Even without knowing all the details of exactly how NNs work, one can start to see a big problem. The NN is just a bunch of connected nodes with weights. Training involves using data (in input/output pairs) and essentially tweaking the weights in the NN until its predictions get good. Once a NN has been trained, it's given a nice coat of paint and bam! AI application let loose in the world. What does this actually mean? It means that though AI (read ML (read DNN)) is starting to be used everywhere, from facial recognition to providing recommendations on streaming services to filtering job applicants, there's no real understanding of how it makes a decision. It is just a giant network of numbers that spits out an output based on an input; it does not provide any insights on why an input translates to a particular output.

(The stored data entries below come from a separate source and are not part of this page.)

//! Stdout terminal backend.

use std::io::{self, Write};

use crossterm::tty::IsTty;

use crate::error::Result;

use super::{DEFAULT_COLUMNS, Terminal, columns_from_env};

/// Terminal backend writing to the process stdout.
///
/// Interactive streams query the live terminal size; non-interactive
/// streams take the column count once from `COLUMNS` at construction,
/// defaulting to 80.
pub struct CrosstermBackend {
    stdout: io::Stdout,
    interactive: bool,
    fixed_columns: u16,
}

impl CrosstermBackend {
    /// Create a backend on the process stdout.
    pub fn stdout() -> Self {
        let stdout = io::stdout();
        let interactive = stdout.is_tty();
        let fixed_columns = columns_from_env().unwrap_or(DEFAULT_COLUMNS);
        Self {
            stdout,
            interactive,
            fixed_columns,
        }
    }
}

impl Default for CrosstermBackend {
    fn default() -> Self {
        Self::stdout()
    }
}

impl Terminal for CrosstermBackend {
    fn write_frame(&mut self, frame: &str) -> Result<()> {
        self.stdout.write_all(frame.as_bytes())?;
        self.stdout.flush()?;
        Ok(())
    }

    fn columns(&self) -> u16 {
        if self.interactive
            && let Ok((cols, _rows)) = crossterm::terminal::size()
        {
            return cols;
        }
        self.fixed_columns
    }

    fn is_interactive(&self) -> bool {
        self.interactive
    }

    fn target_id(&self) -> Option<u64> {
        // One well-known id per process stdout.
        Some(1)
    }
}
//! Leading-and-trailing edge rate limiter for repaints.
//!
//! The first call in a burst fires immediately; further calls inside the
//! window mark a pending trailing edge that fires once the window
//! elapses. The runtime is cooperative, so trailing edges are collected
//! by the driver's tick rather than by a timer thread.

use std::time::{Duration, Instant};

/// The repaint coalescing window.
pub const RENDER_WINDOW: Duration = Duration::from_millis(32);

/// A leading-and-trailing rate limiter.
#[derive(Clone, Debug)]
pub struct Throttle {
    window: Duration,
    last_fire: Option<Instant>,
    pending: bool,
}

impl Throttle {
    /// Create a limiter with the given window.
    pub fn new(window: Duration) -> Self {
        Self {
            window,
            last_fire: None,
            pending: false,
        }
    }

    /// Request a fire at `now`.
    ///
    /// Returns true when the caller should fire immediately (leading
    /// edge); otherwise a trailing edge is marked pending.
    pub fn acquire(&mut self, now: Instant) -> bool {
        match self.last_fire {
            Some(last) if now.duration_since(last) < self.window => {
                self.pending = true;
                false
            }
            _ => {
                self.last_fire = Some(now);
                self.pending = false;
                true
            }
        }
    }

    /// Whether a pending trailing edge is due at `now`.
    pub fn trailing_due(&self, now: Instant) -> bool {
        self.pending
            && self
                .last_fire
                .is_none_or(|last| now.duration_since(last) >= self.window)
    }

    /// Consume a due trailing edge. Returns true when the caller should
    /// fire now.
    pub fn take_trailing(&mut self, now: Instant) -> bool {
        if self.trailing_due(now) {
            self.last_fire = Some(now);
            self.pending = false;
            true
        } else {
            false
        }
    }

    /// Whether a trailing edge is pending (due or not).
    pub fn has_pending(&self) -> bool {
        self.pending
    }

    /// Drop any pending trailing edge.
    pub fn cancel(&mut self) {
        self.pending = false;
    }
}

impl Default for Throttle {
    fn default() -> Self {
        Self::new(RENDER_WINDOW)
    }
}
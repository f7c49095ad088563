//! nib-core: a retained-mode terminal UI rendering core.
//!
//! This crate provides the rendering pipeline of a declarative terminal
//! UI framework: a reconciler host-config over a persistent node tree,
//! Flexbox layout with ANSI-aware text measurement, an output compositor
//! with clipping and borders, and a frame driver that rate-limits
//! redraws and patches the terminal in place.

pub mod ansi;
pub mod border;
pub mod canvas;
pub mod color;
pub mod compositor;
pub mod error;
pub mod layout;
pub mod node;
pub mod reconciler;
pub mod screen;
pub mod style;
pub mod terminal;
pub mod text;
pub mod throttle;

pub use ansi::{TextStyle, slice, strip, style_text, visible_width};
pub use canvas::{Canvas, Clip};
pub use color::{Color, ColorSupport, NamedColor};
pub use compositor::{Composed, ComposeOptions, Frame, compose, render_frame};
pub use error::{NibCoreError, Result};
pub use layout::{Layout, LayoutEngine, MeasureCtx};
pub use node::{ATTR_STATIC, AttrValue, Node, NodeId, NodeKind, TextTransform, Tree};
pub use reconciler::{
    ElementKind, HostContext, Priority, Props, Reconciler, RenderSink, UpdatePayload,
    get_current_event_priority, prepare_update, resolve_update_priority,
    set_current_update_priority,
};
pub use screen::{FrameSink, Screen, ScreenOptions};
pub use style::{
    AlignItems, AlignSelf, BorderChars, BorderKind, Dimension, Display, Edges, FlexDirection,
    JustifyContent, Overflow, Position, Style,
};
pub use terminal::{CrosstermBackend, DEFAULT_COLUMNS, Terminal, TestBackend};
pub use text::{TextWrap, measure, wrap};
pub use throttle::{RENDER_WINDOW, Throttle};
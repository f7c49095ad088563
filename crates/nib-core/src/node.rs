//! The host node tree.
//!
//! A mutable tree of element and text nodes carrying style, attributes,
//! a layout handle, and an optional text transform. Structural primitives
//! mirror every mutation into the layout solver index-for-index, and
//! layout handles of removed nodes are freed by a deferred sweep so that a
//! subtree can be moved by detaching and reattaching within one commit.

use std::collections::HashMap;
use std::fmt;
use std::rc::Rc;

use crate::error::{NibCoreError, Result};
use crate::layout::{Layout, LayoutEngine, LayoutHandle, MeasureCtx};
use crate::style::Style;
use crate::text::TextWrap;

/// Node identifier, stable for the node's lifetime.
pub type NodeId = u64;

/// A text transform applied per composed line: `(line, line_index) → line`.
pub type TextTransform = Rc<dyn Fn(&str, usize) -> String>;

/// The kind of a tree node.
#[derive(Clone, Copy, Debug, PartialEq, Eq, Hash)]
pub enum NodeKind {
    /// Unique tree root, owned by the frame driver.
    Root,
    /// Generic flex container.
    Box,
    /// Inline text container with a measure callback.
    Text,
    /// Collapsed inline text fragment inside a `Text` ancestor; no layout
    /// handle.
    VirtualText,
    /// Raw string leaf; valid only under a `Text`/`VirtualText` chain.
    TextLeaf,
}

impl NodeKind {
    /// Whether this kind lives inside a text subtree.
    pub fn is_inline(self) -> bool {
        matches!(self, Self::Text | Self::VirtualText | Self::TextLeaf)
    }

    /// Whether nodes of this kind own a layout handle.
    pub fn has_layout(self) -> bool {
        matches!(self, Self::Root | Self::Box | Self::Text)
    }
}

/// An opaque attribute value preserved across updates.
#[derive(Clone, Debug, PartialEq)]
pub enum AttrValue {
    /// String value.
    Str(String),
    /// Boolean value.
    Bool(bool),
    /// Integer value.
    Int(i64),
}

impl AttrValue {
    /// Loose truthiness used for marker attributes such as `static`.
    pub fn is_truthy(&self) -> bool {
        match self {
            Self::Str(s) => !s.is_empty(),
            Self::Bool(b) => *b,
            Self::Int(i) => *i != 0,
        }
    }
}

impl From<&str> for AttrValue {
    fn from(s: &str) -> Self {
        Self::Str(s.to_string())
    }
}

impl From<bool> for AttrValue {
    fn from(b: bool) -> Self {
        Self::Bool(b)
    }
}

impl From<i64> for AttrValue {
    fn from(i: i64) -> Self {
        Self::Int(i)
    }
}

/// The `static` marker attribute key.
pub const ATTR_STATIC: &str = "static";

/// A node in the host tree.
pub struct Node {
    /// Node kind.
    pub kind: NodeKind,
    /// Declarative style record.
    pub style: Style,
    /// Opaque attributes.
    pub attributes: HashMap<String, AttrValue>,
    /// Parent back-pointer. Never owning.
    pub parent: Option<NodeId>,
    /// Children in paint order.
    pub children: Vec<NodeId>,
    /// Text content of a `TextLeaf`.
    pub text: String,
    /// Optional per-line transform of composed text.
    pub transform: Option<TextTransform>,
    /// Layout handle, owned 1:1 by this node.
    pub layout: Option<LayoutHandle>,
    /// On `Root` only: a static subtree grew this commit.
    pub static_dirty: bool,
}

impl fmt::Debug for Node {
    fn fmt(&self, f: &mut fmt::Formatter<'_>) -> fmt::Result {
        f.debug_struct("Node")
            .field("kind", &self.kind)
            .field("parent", &self.parent)
            .field("children", &self.children)
            .field("text", &self.text)
            .field("has_transform", &self.transform.is_some())
            .finish()
    }
}

impl Node {
    /// Whether this node carries the `static` marker.
    pub fn is_static(&self) -> bool {
        self.attributes
            .get(ATTR_STATIC)
            .is_some_and(AttrValue::is_truthy)
    }

    /// The wrap mode of this node's text content.
    pub fn wrap_mode(&self) -> TextWrap {
        self.style.text_wrap.unwrap_or_default()
    }
}

/// The mutable host tree plus its layout solver state.
pub struct Tree {
    nodes: HashMap<NodeId, Node>,
    next_id: NodeId,
    detached: Vec<NodeId>,
    pub(crate) layout: LayoutEngine,
}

However, the most fundamental and insidious problem with NNs isn't even a characteristic of the NN. It has to do with us, its creators and users. We seem to be completely okay with the fact that we don't understand how these programs make decisions. Sure, there are people out there who are trying to tackle this problem, but the point is that we saw the practical applications and charged head first into the brave new world without requiring that explainability be equally as important as interpretability. We are already starting to depend on AI programs such as Google Assistant, Siri, Alexa, and the like. We, as a species, are starting to offload more and more responsibilities to AI. We're starting to implicitly accept suggestions. These unexplainable AI will soon drive our cars, order our groceries, deliver our packages, secure our homes, help us code, help us learn. What happens when we actually stumble upon true Artificial Intelligence?
The AI train cannot be stopped. The practical applications are undeniable. AI assistants for doctors help lower the cognitive load, allowing the doctors to help more patients. AI image recognition allows for more seamless personal banking. AI assistants for chefs might help unlock new flavours and dishes. AI Natural Language Processing means better computer translations and text-to-speech/speech-to-text, allowing travelers and those suffering from speech disorders to communicate more easily. The list could go on. However, while these truly are incredible innovations in our history, we must always be aware of its limitations; we should never allow ourselves to become permanently dependent on tools we cannot explain, and therefore cannot control.
1. I've heavily glossed over basically every detail of the process, but if you're interested in understanding how Neural Nets work, I highly recommend 3blue1brown's series on the topic. For an even simpler explanation, check out andycyca's writeup An oversimplified explanation of Neural Networks.